[Stored dataset items]
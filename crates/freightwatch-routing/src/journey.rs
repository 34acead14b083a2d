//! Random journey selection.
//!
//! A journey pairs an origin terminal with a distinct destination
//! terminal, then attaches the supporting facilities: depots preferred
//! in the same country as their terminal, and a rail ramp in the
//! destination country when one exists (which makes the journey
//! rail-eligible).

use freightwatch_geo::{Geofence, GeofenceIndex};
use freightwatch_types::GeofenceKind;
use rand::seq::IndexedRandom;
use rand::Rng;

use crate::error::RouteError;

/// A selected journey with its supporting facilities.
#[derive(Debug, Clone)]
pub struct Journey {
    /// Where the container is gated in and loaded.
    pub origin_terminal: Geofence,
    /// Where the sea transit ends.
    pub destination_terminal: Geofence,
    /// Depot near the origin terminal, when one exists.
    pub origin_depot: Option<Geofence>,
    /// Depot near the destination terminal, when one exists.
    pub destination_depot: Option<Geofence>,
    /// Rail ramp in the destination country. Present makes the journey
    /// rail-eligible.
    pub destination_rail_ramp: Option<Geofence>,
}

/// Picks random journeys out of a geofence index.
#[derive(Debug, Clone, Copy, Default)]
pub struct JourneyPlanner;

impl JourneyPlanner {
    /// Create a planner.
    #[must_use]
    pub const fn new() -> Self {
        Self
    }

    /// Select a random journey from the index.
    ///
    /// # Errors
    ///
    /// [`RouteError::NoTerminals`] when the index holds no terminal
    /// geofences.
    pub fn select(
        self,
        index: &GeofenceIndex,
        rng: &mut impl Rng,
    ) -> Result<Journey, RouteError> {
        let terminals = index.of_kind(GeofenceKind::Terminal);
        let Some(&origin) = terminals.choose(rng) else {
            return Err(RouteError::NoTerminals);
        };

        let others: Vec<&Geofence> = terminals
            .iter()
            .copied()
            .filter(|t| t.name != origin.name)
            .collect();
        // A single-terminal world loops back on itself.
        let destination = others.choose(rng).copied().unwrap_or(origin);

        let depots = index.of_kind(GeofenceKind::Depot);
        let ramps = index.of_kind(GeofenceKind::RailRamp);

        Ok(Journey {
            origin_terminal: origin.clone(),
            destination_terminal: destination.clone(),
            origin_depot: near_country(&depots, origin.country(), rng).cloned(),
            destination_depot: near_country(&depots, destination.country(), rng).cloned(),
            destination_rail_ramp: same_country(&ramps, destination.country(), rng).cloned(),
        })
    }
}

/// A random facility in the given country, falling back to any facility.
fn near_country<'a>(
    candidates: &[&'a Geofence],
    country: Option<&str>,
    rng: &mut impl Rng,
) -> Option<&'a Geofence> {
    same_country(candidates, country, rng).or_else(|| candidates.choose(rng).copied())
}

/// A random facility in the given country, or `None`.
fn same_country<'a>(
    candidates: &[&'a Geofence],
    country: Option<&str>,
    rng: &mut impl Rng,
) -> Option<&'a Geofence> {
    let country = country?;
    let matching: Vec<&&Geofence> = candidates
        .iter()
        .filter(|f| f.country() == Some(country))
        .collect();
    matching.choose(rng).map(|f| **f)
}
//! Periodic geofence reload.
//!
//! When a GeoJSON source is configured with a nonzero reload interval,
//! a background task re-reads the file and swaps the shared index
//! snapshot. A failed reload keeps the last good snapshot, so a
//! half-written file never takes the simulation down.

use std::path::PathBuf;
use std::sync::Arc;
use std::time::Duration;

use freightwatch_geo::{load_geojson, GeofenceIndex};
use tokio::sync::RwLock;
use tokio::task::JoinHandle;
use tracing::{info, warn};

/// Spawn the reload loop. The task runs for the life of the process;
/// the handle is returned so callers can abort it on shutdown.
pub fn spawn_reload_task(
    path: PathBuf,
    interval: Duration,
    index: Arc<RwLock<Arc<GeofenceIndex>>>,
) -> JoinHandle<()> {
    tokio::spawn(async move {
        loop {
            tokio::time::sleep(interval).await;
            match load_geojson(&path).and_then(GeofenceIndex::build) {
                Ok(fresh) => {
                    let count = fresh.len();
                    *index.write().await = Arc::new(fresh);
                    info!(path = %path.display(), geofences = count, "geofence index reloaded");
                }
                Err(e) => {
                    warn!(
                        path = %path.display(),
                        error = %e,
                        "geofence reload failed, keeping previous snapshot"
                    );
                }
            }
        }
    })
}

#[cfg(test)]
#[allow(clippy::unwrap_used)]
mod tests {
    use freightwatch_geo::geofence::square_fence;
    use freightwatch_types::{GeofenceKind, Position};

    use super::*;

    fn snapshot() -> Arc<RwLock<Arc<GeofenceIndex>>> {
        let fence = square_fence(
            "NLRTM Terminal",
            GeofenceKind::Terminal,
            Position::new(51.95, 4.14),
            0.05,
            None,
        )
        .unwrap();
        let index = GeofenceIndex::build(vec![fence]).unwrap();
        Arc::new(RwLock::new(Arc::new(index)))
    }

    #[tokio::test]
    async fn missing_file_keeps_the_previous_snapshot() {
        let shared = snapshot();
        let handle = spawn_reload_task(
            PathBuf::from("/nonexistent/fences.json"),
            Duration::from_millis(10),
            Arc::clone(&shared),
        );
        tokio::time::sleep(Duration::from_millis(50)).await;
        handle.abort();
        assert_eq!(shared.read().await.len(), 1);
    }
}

*TASK OBJECTIVE*:
Every line above must be repeated exactly as it appears.

*THE ANSWER*:
filename crates/freightwatch-routing/src/journey.rs
repository 34acead14b083a2d
//! Random journey selection.
//!
//! A journey pairs an origin terminal with a distinct destination
//! terminal, then attaches the supporting facilities: depots preferred
//! in the same country as their terminal, and a rail ramp in the
//! destination country when one exists (which makes the journey
//! rail-eligible).

use freightwatch_geo::{Geofence, GeofenceIndex};
use freightwatch_types::GeofenceKind;
use rand::seq::IndexedRandom;
use rand::Rng;

use crate::error::RouteError;

/// A selected journey with its supporting facilities.
#[derive(Debug, Clone)]
pub struct Journey {
    /// Where the container is gated in and loaded.
    pub origin_terminal: Geofence,
    /// Where the sea transit ends.
    pub destination_terminal: Geofence,
    /// Depot near the origin terminal, when one exists.
    pub origin_depot: Option<Geofence>,
    /// Depot near the destination terminal, when one exists.
    pub destination_depot: Option<Geofence>,
    /// Rail ramp in the destination country. Present makes the journey
    /// rail-eligible.
    pub destination_rail_ramp: Option<Geofence>,
}

/// Picks random journeys out of a geofence index.
#[derive(Debug, Clone, Copy, Default)]
pub struct JourneyPlanner;

impl JourneyPlanner {
    /// Create a planner.
    #[must_use]
    pub const fn new() -> Self {
        Self
    }

    /// Select a random journey from the index.
    ///
    /// # Errors
    ///
    /// [`RouteError::NoTerminals`] when the index holds no terminal
    /// geofences.
    pub fn select(
        self,
        index: &GeofenceIndex,
        rng: &mut impl Rng,
    ) -> Result<Journey, RouteError> {
        let terminals = index.of_kind(GeofenceKind::Terminal);
        let Some(&origin) = terminals.choose(rng) else {
            return Err(RouteError::NoTerminals);
        };

        let others: Vec<&Geofence> = terminals
            .iter()
            .copied()
            .filter(|t| t.name != origin.name)
            .collect();
        // A single-terminal world loops back on itself.
        let destination = others.choose(rng).copied().unwrap_or(origin);

        let depots = index.of_kind(GeofenceKind::Depot);
        let ramps = index.of_kind(GeofenceKind::RailRamp);

        Ok(Journey {
            origin_terminal: origin.clone(),
            destination_terminal: destination.clone(),
            origin_depot: near_country(&depots, origin.country(), rng).cloned(),
            destination_depot: near_country(&depots, destination.country(), rng).cloned(),
            destination_rail_ramp: same_country(&ramps, destination.country(), rng).cloned(),
        })
    }
}

/// A random facility in the given country, falling back to any facility.
fn near_country<'a>(
    candidates: &[&'a Geofence],
    country: Option<&str>,
    rng: &mut impl Rng,
) -> Option<&'a Geofence> {
    same_country(candidates, country, rng).or_else(|| candidates.choose(rng).copied())
}

/// A random facility in the given country, or `None`.
fn same_country<'a>(
    candidates: &[&'a Geofence],
    country: Option<&str>,
    rng: &mut impl Rng,
) -> Option<&'a Geofence> {
    let country = country?;
    let matching: Vec<&&Geofence> = candidates
        .iter()
        .filter(|f| f.country() == Some(country))
        .collect();
    matching.choose(rng).map(|f| **f)
}
//! Periodic geofence reload.
//!
//! When a GeoJSON source is configured with a nonzero reload interval,
//! a background task re-reads the file and swaps the shared index
//! snapshot. A failed reload keeps the last good snapshot, so a
//! half-written file never takes the simulation down.

use std::path::PathBuf;
use std::sync::Arc;
use std::time::Duration;

use freightwatch_geo::{load_geojson, GeofenceIndex};
use tokio::sync::RwLock;
use tokio::task::JoinHandle;
use tracing::{info, warn};

/// Spawn the reload loop. The task runs for the life of the process;
/// the handle is returned so callers can abort it on shutdown.
pub fn spawn_reload_task(
    path: PathBuf,
    interval: Duration,
    index: Arc<RwLock<Arc<GeofenceIndex>>>,
) -> JoinHandle<()> {
    tokio::spawn(async move {
        loop {
            tokio::time::sleep(interval).await;
            match load_geojson(&path).and_then(GeofenceIndex::build) {
                Ok(fresh) => {
                    let count = fresh.len();
                    *index.write().await = Arc::new(fresh);
                    info!(path = %path.display(), geofences = count, "geofence index reloaded");
                }
                Err(e) => {
                    warn!(
                        path = %path.display(),
                        error = %e,
                        "geofence reload failed, keeping previous snapshot"
                    );
                }
            }
        }
    })
}

#[cfg(test)]
#[allow(clippy::unwrap_used)]
mod tests {
    use freightwatch_geo::geofence::square_fence;
    use freightwatch_types::{GeofenceKind, Position};

    use super::*;

    fn snapshot() -> Arc<RwLock<Arc<GeofenceIndex>>> {
        let fence = square_fence(
            "NLRTM Terminal",
            GeofenceKind::Terminal,
            Position::new(51.95, 4.14),
            0.05,
            None,
        )
        .unwrap();
        let index = GeofenceIndex::build(vec![fence]).unwrap();
        Arc::new(RwLock::new(Arc::new(index)))
    }

    #[tokio::test]
    async fn missing_file_keeps_the_previous_snapshot() {
        let shared = snapshot();
        let handle = spawn_reload_task(
            PathBuf::from("/nonexistent/fences.json"),
            Duration::from_millis(10),
            Arc::clone(&shared),
        );
        tokio::time::sleep(Duration::from_millis(50)).await;
        handle.abort();
        assert_eq!(shared.read().await.len(), 1);
    }
}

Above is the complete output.